I think a left handed reel would suit be better ie you cast with your right hand( one handed) and reel in with your left hand as I do normally with a fixed spool reel. At the moment I cast with my right hand and arm but switch to my left to reel in.

Shimano have brought out a digital electrical drag system on their Curado Baitcasters to prevent( supposedly) birds nests on an overrun and whilst I've read mixed reports on them, i wonder if anyone has used one
You're right - if you normally cast with your right hand, it's better to use a baitcaster with the handle on the left hand side of the rod. This is with the rod held so that the reel and the rings are on the top side of the rod.

Changing hands to switch from casting to retrieving is a pain.
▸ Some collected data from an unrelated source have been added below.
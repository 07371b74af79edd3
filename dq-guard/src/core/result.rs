//! Validation result types.

use super::summary::{summarize, Outcome, Summary};
use super::{Expectation, ExpectationIdentity, RuleKind};
use crate::scoring::{Badge, ScoreClassifier};
use serde::Serialize;

/// The outcome of evaluating one expectation against a dataset snapshot.
///
/// `success` holds exactly when `unexpected_count` is zero.
#[derive(Debug, Clone, PartialEq, Eq, Serialize)]
pub struct ValidationResult {
    kind: RuleKind,
    column: String,
    success: bool,
    unexpected_count: u64,
    element_count: u64,
}

impl ValidationResult {
    pub(crate) fn new(expectation: &Expectation, unexpected_count: u64, element_count: u64) -> Self {
        Self {
            kind: expectation.rule_kind(),
            column: expectation.column().to_string(),
            success: unexpected_count == 0,
            unexpected_count,
            element_count,
        }
    }

    pub fn kind(&self) -> RuleKind {
        self.kind
    }

    pub fn column(&self) -> &str {
        &self.column
    }

    pub fn identity(&self) -> ExpectationIdentity {
        ExpectationIdentity {
            kind: self.kind,
            column: self.column.clone(),
        }
    }

    pub fn success(&self) -> bool {
        self.success
    }

    /// Number of rows violating the expectation.
    pub fn unexpected_count(&self) -> u64 {
        self.unexpected_count
    }

    /// Number of rows the expectation was evaluated on.
    pub fn element_count(&self) -> u64 {
        self.element_count
    }

    /// Share of rows violating the expectation, in percent.
    pub fn unexpected_percent(&self) -> f64 {
        if self.element_count == 0 {
            0.0
        } else {
            self.unexpected_count as f64 / self.element_count as f64 * 100.0
        }
    }
}

impl Outcome for ValidationResult {
    fn is_success(&self) -> bool {
        self.success
    }

    fn unexpected_count(&self) -> u64 {
        self.unexpected_count
    }
}

/// A complete validation run: suite, timing and ordered results.
#[derive(Debug, Clone, Serialize)]
pub struct ValidationReport {
    /// The name of the suite that was run
    pub suite_name: String,
    /// Timestamp when the run finished (RFC 3339)
    pub timestamp: String,
    /// Rows in the evaluated snapshot
    pub row_count: usize,
    /// One result per expectation, in suite order
    pub results: Vec<ValidationResult>,
}

impl ValidationReport {
    pub fn new(
        suite_name: impl Into<String>,
        row_count: usize,
        results: Vec<ValidationResult>,
    ) -> Self {
        Self {
            suite_name: suite_name.into(),
            timestamp: chrono::Utc::now().to_rfc3339(),
            row_count,
            results,
        }
    }

    pub fn summary(&self) -> Summary {
        summarize(&self.results)
    }

    pub fn badge(&self) -> Badge {
        ScoreClassifier::classify_summary(&self.summary())
    }

    /// Results that did not pass.
    pub fn failures(&self) -> impl Iterator<Item = &ValidationResult> {
        self.results.iter().filter(|result| !result.success)
    }

    pub fn is_success(&self) -> bool {
        self.results.iter().all(ValidationResult::success)
    }
}

#[cfg(test)]
mod tests {
    use super::*;
    use crate::scoring::BadgeTier;

    #[test]
    fn test_success_follows_count() {
        let expectation = Expectation::not_null("id");
        let passed = ValidationResult::new(&expectation, 0, 10);
        let failed = ValidationResult::new(&expectation, 4, 10);

        assert!(passed.success());
        assert!(!failed.success());
        assert_eq!(failed.unexpected_percent(), 40.0);
        assert_eq!(failed.identity().kind, RuleKind::NotNull);
    }

    #[test]
    fn test_report_summary_and_badge() {
        let results = vec![
            ValidationResult::new(&Expectation::not_null("a"), 0, 5),
            ValidationResult::new(&Expectation::unique("a"), 2, 5),
            ValidationResult::new(&Expectation::not_null("b"), 0, 5),
        ];
        let report = ValidationReport::new("s", 5, results);

        let summary = report.summary();
        assert_eq!(summary.success_count, 2);
        assert_eq!(summary.total_unexpected, 2);
        assert_eq!(report.badge().tier, BadgeTier::Bronze);
        assert_eq!(report.failures().count(), 1);
        assert!(!report.is_success());
    }

    #[test]
    fn test_serialized_fields() {
        let result = ValidationResult::new(&Expectation::unique("id"), 2, 5);
        let json = serde_json::to_value(&result).unwrap();
        assert_eq!(
            json,
            serde_json::json!({
                "kind": "unique",
                "column": "id",
                "success": false,
                "unexpected_count": 2,
                "element_count": 5
            })
        );
    }
}
//! CSV file source with numeric coercion.

use super::{quote_identifier, DataSource};
use crate::dataset::Dataset;
use crate::logging::LogConfig;
use crate::prelude::*;
use async_trait::async_trait;
use datafusion::arrow::datatypes::{DataType, Field, Schema};
use datafusion::prelude::*;
use std::path::Path;
use std::sync::Arc;
use tracing::{debug, instrument};

const TABLE_NAME: &str = "dq_source";

/// Options for configuring CSV file reading.
#[derive(Debug, Clone)]
pub struct CsvOptions {
    /// Whether the CSV file has a header row
    pub has_header: bool,
    /// Field delimiter (default: ',')
    pub delimiter: u8,
    /// Quote character (default: '"')
    pub quote: u8,
    /// Escape character (default: None)
    pub escape: Option<u8>,
    /// Comment prefix (lines starting with this are ignored)
    pub comment: Option<u8>,
    /// Maximum records to read for schema inference
    pub schema_infer_max_records: usize,
    /// Columns parsed as floating point; unparsable values become null
    pub numeric_columns: Vec<String>,
    /// Whether empty text values are read as null
    pub empty_as_null: bool,
}

impl Default for CsvOptions {
    fn default() -> Self {
        Self {
            has_header: true,
            delimiter: b',',
            quote: b'"',
            escape: None,
            comment: None,
            schema_infer_max_records: 1000,
            numeric_columns: Vec::new(),
            empty_as_null: true,
        }
    }
}

impl CsvOptions {
    /// Adds columns to coerce to numbers.
    pub fn with_numeric_columns<I, S>(mut self, columns: I) -> Self
    where
        I: IntoIterator<Item = S>,
        S: Into<String>,
    {
        self.numeric_columns
            .extend(columns.into_iter().map(Into::into));
        self
    }
}

/// A single CSV file.
///
/// Every column is read as text. Columns listed in
/// [`CsvOptions::numeric_columns`] are then cast to `Float64`, with values
/// that do not parse turning into nulls, so that a dirty export such as
/// `Quantity = "ERROR"` reaches the engine as a missing value instead of
/// failing the load.
///
/// # Examples
///
/// ```rust,no_run
/// use dq_guard::sources::{CsvOptions, CsvSource, DataSource};
///
/// # async fn example() -> dq_guard::error::Result<()> {
/// let options = CsvOptions::default().with_numeric_columns(["Quantity", "Total Spent"]);
/// let source = CsvSource::with_options("data/dirty_cafe_sales.csv", options)?;
/// let dataset = source.load().await?;
/// # Ok(())
/// # }
/// ```
#[derive(Debug, Clone)]
pub struct CsvSource {
    path: String,
    options: CsvOptions,
    log: LogConfig,
}

impl CsvSource {
    /// Creates a new CSV source from a file path.
    pub fn new(path: impl Into<String>) -> Result<Self> {
        Self::with_options(path, CsvOptions::default())
    }

    /// Creates a new CSV source with custom options.
    pub fn with_options(path: impl Into<String>, options: CsvOptions) -> Result<Self> {
        let path = path.into();
        if path.is_empty() {
            return Err(DqError::Configuration(
                "A CSV path must be provided".to_string(),
            ));
        }
        Ok(Self {
            path,
            options,
            log: LogConfig::default(),
        })
    }

    pub fn with_log_config(mut self, log: LogConfig) -> Self {
        self.log = log;
        self
    }

    pub fn path(&self) -> &str {
        &self.path
    }

    pub fn options(&self) -> &CsvOptions {
        &self.options
    }

    fn file_extension(&self) -> String {
        Path::new(&self.path)
            .extension()
            .and_then(|ext| ext.to_str())
            .map(|ext| format!(".{ext}"))
            .unwrap_or_default()
    }

    fn read_options<'a>(&self, extension: &'a str) -> CsvReadOptions<'a> {
        let mut csv_options = CsvReadOptions::new()
            .has_header(self.options.has_header)
            .delimiter(self.options.delimiter)
            .quote(self.options.quote)
            .schema_infer_max_records(self.options.schema_infer_max_records)
            .file_extension(extension);

        if let Some(escape) = self.options.escape {
            csv_options = csv_options.escape(escape);
        }
        if let Some(comment) = self.options.comment {
            csv_options = csv_options.comment(comment);
        }
        csv_options
    }

    /// Column names in file order.
    async fn column_names(&self, ctx: &SessionContext, extension: &str) -> Result<Vec<String>> {
        let df = ctx
            .read_csv(self.path.as_str(), self.read_options(extension))
            .await
            .map_err(|e| {
                DqError::data_source_with_source("CSV", format!("Failed to read {}", self.path), Box::new(e))
            })?;
        Ok(df
            .schema()
            .fields()
            .iter()
            .map(|field| field.name().clone())
            .collect())
    }

    fn projection(&self, columns: &[String]) -> Result<String> {
        if let Some(missing) = self
            .options
            .numeric_columns
            .iter()
            .find(|name| !columns.contains(name))
        {
            return Err(DqError::unknown_column(missing.as_str(), columns));
        }

        let select_list = columns
            .iter()
            .map(|name| {
                let ident = quote_identifier(name);
                if self.options.numeric_columns.contains(name) {
                    format!("TRY_CAST({ident} AS DOUBLE) AS {ident}")
                } else if self.options.empty_as_null {
                    format!("NULLIF({ident}, '') AS {ident}")
                } else {
                    ident
                }
            })
            .collect::<Vec<_>>()
            .join(", ");

        Ok(format!(
            "SELECT {select_list} FROM {}",
            quote_identifier(TABLE_NAME)
        ))
    }
}

#[async_trait]
impl DataSource for CsvSource {
    #[instrument(skip(self), fields(
        source.type = "csv",
        source.path = %self.path,
        csv.delimiter = %(self.options.delimiter as char),
        csv.has_header = self.options.has_header
    ))]
    async fn load(&self) -> Result<Dataset> {
        crate::log_data_op!(
            self.log,
            source.type = "csv",
            source.path = %self.path,
            csv.numeric_columns = ?self.options.numeric_columns,
            "Loading CSV data source"
        );

        let ctx = SessionContext::new();
        let extension = self.file_extension();
        let columns = self.column_names(&ctx, &extension).await?;

        let text_schema = Schema::new(
            columns
                .iter()
                .map(|name| Field::new(name, DataType::Utf8, true))
                .collect::<Vec<_>>(),
        );
        ctx.register_csv(
            TABLE_NAME,
            self.path.as_str(),
            self.read_options(&extension).schema(&text_schema),
        )
        .await?;

        let sql = self.projection(&columns)?;
        debug!(sql = %crate::logging::truncate_field(&sql, self.log.max_field_length), "Coercing CSV columns");

        let df = ctx.sql(&sql).await?;
        let schema = Arc::new(df.schema().as_arrow().clone());
        let batches = df.collect().await?;
        let dataset = Dataset::from_batches(schema, &batches)?;

        crate::log_data_op!(
            self.log,
            source.type = "csv",
            source.path = %self.path,
            dataset.rows = dataset.row_count(),
            dataset.columns = dataset.column_count(),
            "CSV data source loaded"
        );
        Ok(dataset)
    }

    fn description(&self) -> String {
        let path = &self.path;
        format!("CSV file: {path}")
    }
}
I've used a Shimano Curado baitcaster a lot when lure fishing for pike, with lures from about 10 gms to about 45 gms and 35 lb bs braid. It's a very good, although it can't easily cast light lures less than about 10gms. No matter how much force you put in the cast, with a light lure you can't create enough kinetic energy to spin the spool freely.

I've never had problems with over runs and birds nests, apart from a couple of times when I first bought it. I set the brakes so that 2 or 3 of the 6 tiny cylinders in the braking mechanism are working. I rarely have to adjust them.

When I first started bait casting I bought a 6.5 ft bait casting rod with a short handle. It was terrible - a poor caster, stiff as a poker, and striking was ineffective at long distances as you can't instantly pick up a lot of line. I got rid of it and now use a conventional 9ft Drennan spinning rod.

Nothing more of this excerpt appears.